Étant donné que la semaglutide et la tirzepatide sont des agonistes du glucagon-like peptide 1 (GLP-1) et agissent en déclenchant un sentiment prolongé de satiété en stimulant la libération d’ insuline en imitant une hormone produite par l’intestin lorsque nous sommes rassasiés, le professeur Cone et ses collègues se sont demandé ce qui se passerait en agissant sur les deux protéines également impliquées dans la régulation de l’appétit. « Donc, la question évidente pour nous était : comment fonctionnent ces médicaments GLP-1, qui agissent en manipulant les signaux de satiété, lorsque nous activons le système de la mélanocortine ? », a déclaré le professeur Cone dans un communiqué de presse.

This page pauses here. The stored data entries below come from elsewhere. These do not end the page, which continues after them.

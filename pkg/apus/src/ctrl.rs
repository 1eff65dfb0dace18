use std::sync::Arc;
use std::sync::atomic::Ordering;

use byteorder::{ByteOrder, LittleEndian};
use core::align_up;

use protos::*;
use region::Region;


// Control-region layout. Every per-peer slot sits in its own cacheline-sized stride so a
// one-sided write from one peer can never tear a neighbouring slot.
pub const SLOT_STRIDE: usize = 64;

pub const OFF_SID: usize = 0;
pub const OFF_HB: usize = SLOT_STRIDE;
pub const OFF_VOTE_REQ: usize = OFF_HB + MAX_SERVERS * SLOT_STRIDE;
pub const OFF_VOTE_ACK: usize = OFF_VOTE_REQ + MAX_SERVERS * SLOT_STRIDE;
pub const OFF_LOG_OFFSETS: usize = OFF_VOTE_ACK + MAX_SERVERS * SLOT_STRIDE;
pub const OFF_APPLY_OFFSETS: usize = OFF_LOG_OFFSETS + MAX_SERVERS * SLOT_STRIDE;
pub const OFF_VOTE_SID: usize = OFF_APPLY_OFFSETS + MAX_SERVERS * SLOT_STRIDE;
pub const CTRL_LEN: usize = OFF_VOTE_SID + MAX_SERVERS * SLOT_STRIDE;


/// The remotely writable control region of one server: heartbeat slots, vote requests and
/// acks, cached remote log offsets and the replicated private vote
///
/// All cross-server traffic lands here as one-sided writes; the local side only ever polls
/// and clears. The local cached SID also lives here and is updated exclusively by CAS
pub struct CtrlRegion {
	region: Arc<Region>
}

impl CtrlRegion {
	pub fn new() -> CtrlRegion {
		// The stride must keep every slot group aligned for the atomic accessors
		debug_assert_eq!(OFF_HB, align_up(8, SLOT_STRIDE));
		debug_assert_eq!(align_up(VOTE_REQ_SIZE, SLOT_STRIDE), SLOT_STRIDE);

		CtrlRegion {
			region: Arc::new(Region::new(CTRL_LEN))
		}
	}

	pub fn region(&self) -> Arc<Region> {
		self.region.clone()
	}

	/* Local SID */

	pub fn sid(&self) -> Sid {
		Sid(self.region.atomic_u64(OFF_SID).load(Ordering::Acquire))
	}

	/// The only way the SID may change: a single 64-bit compare-and-swap
	pub fn cas_sid(&self, old: Sid, new: Sid) -> bool {
		self.region.atomic_u64(OFF_SID)
			.compare_exchange(old.0, new.0, Ordering::AcqRel, Ordering::Acquire)
			.is_ok()
	}

	/* Heartbeat slots */

	pub fn hb_offset(idx: ServerIdx) -> u64 {
		(OFF_HB + (idx as usize) * SLOT_STRIDE) as u64
	}

	/// Atomically reads and clears the heartbeat slot for peer idx
	pub fn hb_fetch_clear(&self, idx: ServerIdx) -> u64 {
		self.region.atomic_u64(OFF_HB + (idx as usize) * SLOT_STRIDE).swap(0, Ordering::AcqRel)
	}

	pub fn hb_peek(&self, idx: ServerIdx) -> u64 {
		self.region.atomic_u64(OFF_HB + (idx as usize) * SLOT_STRIDE).load(Ordering::Acquire)
	}

	/* Vote request slots (candidate writes into slot[candidate_idx] of every peer) */

	pub fn vote_req_offset(idx: ServerIdx) -> u64 {
		(OFF_VOTE_REQ + (idx as usize) * SLOT_STRIDE) as u64
	}

	/// Reads the vote request in slot idx; None while empty. The SID word is published last
	/// by the writer, so a non-zero SID means the slot is complete
	pub fn vote_req(&self, idx: ServerIdx) -> Option<VoteRequest> {
		let base = OFF_VOTE_REQ + (idx as usize) * SLOT_STRIDE;

		if self.region.atomic_u64(base + 32).load(Ordering::Acquire) == 0 {
			return None;
		}

		let mut buf = [0u8; VOTE_REQ_SIZE];
		self.region.read(base, &mut buf);
		VoteRequest::read_from(&buf)
	}

	pub fn clear_vote_req(&self, idx: ServerIdx) {
		self.region.atomic_u64(OFF_VOTE_REQ + (idx as usize) * SLOT_STRIDE + 32)
			.store(0, Ordering::Release);
	}

	/* Vote ack slots (voter writes its commit offset into the candidate's slot[voter_idx]) */

	pub fn vote_ack_offset(idx: ServerIdx) -> u64 {
		(OFF_VOTE_ACK + (idx as usize) * SLOT_STRIDE) as u64
	}

	pub fn vote_ack(&self, idx: ServerIdx) -> u64 {
		self.region.atomic_u64(OFF_VOTE_ACK + (idx as usize) * SLOT_STRIDE).load(Ordering::Acquire)
	}

	pub fn set_vote_ack(&self, idx: ServerIdx, v: u64) {
		self.region.atomic_u64(OFF_VOTE_ACK + (idx as usize) * SLOT_STRIDE).store(v, Ordering::Release);
	}

	/* Cached remote log offsets used during reconciliation */

	pub fn peer_commit(&self, idx: ServerIdx) -> u64 {
		self.region.atomic_u64(OFF_LOG_OFFSETS + (idx as usize) * SLOT_STRIDE).load(Ordering::Acquire)
	}

	pub fn set_peer_commit(&self, idx: ServerIdx, v: u64) {
		self.region.atomic_u64(OFF_LOG_OFFSETS + (idx as usize) * SLOT_STRIDE).store(v, Ordering::Release);
	}

	pub fn peer_end(&self, idx: ServerIdx) -> u64 {
		self.region.atomic_u64(OFF_LOG_OFFSETS + (idx as usize) * SLOT_STRIDE + 8).load(Ordering::Acquire)
	}

	pub fn set_peer_end(&self, idx: ServerIdx, v: u64) {
		self.region.atomic_u64(OFF_LOG_OFFSETS + (idx as usize) * SLOT_STRIDE + 8).store(v, Ordering::Release);
	}

	/* Remote apply offsets gathered for log pruning */

	pub fn apply_offset(&self, idx: ServerIdx) -> u64 {
		self.region.atomic_u64(OFF_APPLY_OFFSETS + (idx as usize) * SLOT_STRIDE).load(Ordering::Acquire)
	}

	pub fn set_apply_offset(&self, idx: ServerIdx, v: u64) {
		self.region.atomic_u64(OFF_APPLY_OFFSETS + (idx as usize) * SLOT_STRIDE).store(v, Ordering::Release);
	}

	pub fn apply_offsets_offset(idx: ServerIdx) -> u64 {
		(OFF_APPLY_OFFSETS + (idx as usize) * SLOT_STRIDE) as u64
	}

	/* Replicated private vote */

	pub fn vote_sid_offset(idx: ServerIdx) -> u64 {
		(OFF_VOTE_SID + (idx as usize) * SLOT_STRIDE) as u64
	}

	pub fn vote_sid(&self, idx: ServerIdx) -> Sid {
		Sid(self.region.atomic_u64(OFF_VOTE_SID + (idx as usize) * SLOT_STRIDE).load(Ordering::Acquire))
	}
}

Pour le comprendre, ils ont mené des expériences sur différents groupes de souris : génétiquement modifiées pour ne pas produire de mélanocortine 3 ; traitées avec des médicaments pour inhiber le même récepteur (antagonistes) ; et avec des médicaments pour renforcer l’activation de la mélanocortine 4 (agonistes). Comme l’ont expliqué les experts, « MC3R est un régulateur négatif naturel de MC4R, ce qui indique qu’il diminue l’activité de MC4R, bloquer MC3R et augmenter l’activité de MC4R a des effets similaires ». En comparant le comportement alimentaire des souris soumises à ces traitements et des souris normales, ils ont découvert que les premières étaient beaucoup plus sensibles aux médicaments GLP-1. En d’autres termes, les souris auxquelles on avait administré de la semaglutide ou de la tirzepatide en combinaison avec un antagoniste MC3R ou un agoniste MC4R mangeaient moins et perdaient beaucoup plus de poids – jusqu’à cinq fois plus – que celles traitées uniquement avec les médicaments anti-obésité. Cela indique qu’en agissant sur ces deux protéines, il est possible d’améliorer de manière significative l’efficacité des principes actifs.
Un autre détail particulièrement intéressant révélé par la recherche est le fait qu’après l’administration des médicaments, les chercheurs n’ont pas constaté d’augmentation de l’activité cérébrale liée aux nausées, l’un des effets secondaires les plus courants chez les patients prenant du GLP-1. Il est possible que la stimulation du système mélanocortine soit également capable de réduire cette réaction connue associée à l’infusion de tirzepatide et de semaglutide, mais des études cliniques approfondies (tests sur l’homme) devront évidemment être menées pour démontrer tous les avantages soulignés chez les rongeurs sans problèmes de sécurité. « Le système mélanocortine est hautement conservé chez les humains. Tout ce que nous avons observé chez la souris au cours des dernières décennies en étudiant ces protéines a également été trouvé chez les humains, donc je soupçonne que ces résultats pourraient être transférables aussi aux patients », a conclu le professeur Cone. Les détails de la recherche « L’activation sous-threshold du système mélanocortine cause une sensibilisation généralisée aux agents anorexigènes chez les souris » ont été publiés dans la revue scientifique Journal of Clinical Investigation.